TKP’nin kuruluşundan itibaren düşmanı bellidir. Burjuvazi ve onun devleti. TKP bu düzene son vermek için bayrağını dalgalandırmaktadır.
Partimizin önderi Mustafa Suphi ve yoldaşlarının henüz kuruluşundan dört ay sonra katledilmesi bir başlangıçtı. 100 yıl oldu. O gün bugündür parti kadrolarımız hedeftedir. Binlerce kadromuz toprağa düştü.
TKP’den o kadar korkuyorlar ki kuruluşundan iki yıl sonra yasakladılar. Yasak 99 yıldır sürmektedir. Benzer adlarla partiler kurdurdular. Geleneklerinde var.
Partimizin 101. kuruluş yıl dönümünü karşılarken yeni hamlelerin hazırlıkları yürütülüyor. Bu savaş birden fazla cephede çok yönlü gelişiyor. Su uyur, düşman uyumaz. Ona uygun davranmak lazım.
Katliamlar, cinayetler, işkenceler, sürgünler, zindanlar işçi sınıfının politik öncü örgütünün savaşımını bugüne kadar durduramamıştır, bundan sonra da durduramayacaktır.
Türkiye büyük bir alt üst oluş ile karşı karşıyadır. Dünyanın hiç bir yerinde zorbaların diktatörlüklerini ilelebet sürdürebilmesi mümkün olmamıştır. Türkiye’de de sürmeyecektir.
Belirleyici olan faşist diktatörlük yıkıldıktan sonra ilerlenecek yoldur. TKP’nin önemi de buradadır.

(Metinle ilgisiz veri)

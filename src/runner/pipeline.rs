//! Preflight followed by step sequencing.

use std::time::Instant;

use crate::logging::Logger;
use crate::requirements::{PreflightChecker, Prerequisite};
use crate::shell::{CommandExecutor, CommandRunner};

use super::sequencer::{PipelineReport, StepSequencer};

/// A complete provisioning run: prerequisites first, then steps.
///
/// If any prerequisite fails, no step is evaluated and nothing on the host
/// changes.
#[derive(Debug, Clone)]
pub struct Pipeline {
    prerequisites: Vec<Prerequisite>,
    checker: PreflightChecker,
    sequencer: StepSequencer,
}

impl Pipeline {
    /// Create a pipeline.
    pub fn new(
        prerequisites: Vec<Prerequisite>,
        checker: PreflightChecker,
        sequencer: StepSequencer,
    ) -> Self {
        Self {
            prerequisites,
            checker,
            sequencer,
        }
    }

    /// Prerequisites in check order.
    pub fn prerequisites(&self) -> &[Prerequisite] {
        &self.prerequisites
    }

    /// The step sequencer.
    pub fn sequencer(&self) -> &StepSequencer {
        &self.sequencer
    }

    /// Run preflight, then every step.
    pub fn run<E: CommandExecutor>(
        &self,
        runner: &mut CommandRunner<E>,
        logger: &mut Logger,
    ) -> PipelineReport {
        let start = Instant::now();

        if let Err(e) = self
            .checker
            .check_all(&self.prerequisites, runner, logger)
        {
            tracing::debug!("Preflight failed: {}", e);
            return PipelineReport::failed_before_steps(&e, start.elapsed());
        }

        let mut report = self.sequencer.run(runner, logger);
        report.duration = start.elapsed();
        report
    }
}
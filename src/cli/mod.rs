//! Command-line interface.
//!
//! - [`args`] - Argument definitions using clap derive macros
//! - [`commands`] - Command implementations

pub mod args;
pub mod commands;

pub use args::{Cli, Commands, ListArgs, RunArgs};
pub use commands::{Command, CommandContext, CommandDispatcher, CommandResult};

TKP bugün Türkiye işçi sınıfının, Kürt halkının örgütlü mücadelesinin ortak eseri olan birleşik mücadelenin güçlendirilip geliştirilmesi için çalışıyor. Devrimci uyanış ve yığınların ayaklanması bu şekilde hazırlanıyor.
Mustafa Suphi ve yoldaşlarının belirlediği kızıl savaşım çizgisi, Bilen yoldaşın bizlere öğrettikleri, Deniz yoldaşın direngenliği, Selim yoldaşın gençliğin örgütlenmesinde ve Kürdistan’daki mücadele deneyi, Kadri yoldaşın likidasyona karşı partiyi yeniden örgütleme pratiği, TKP’nin bundan sonra gerçekleştireceklerinin teminatıdır.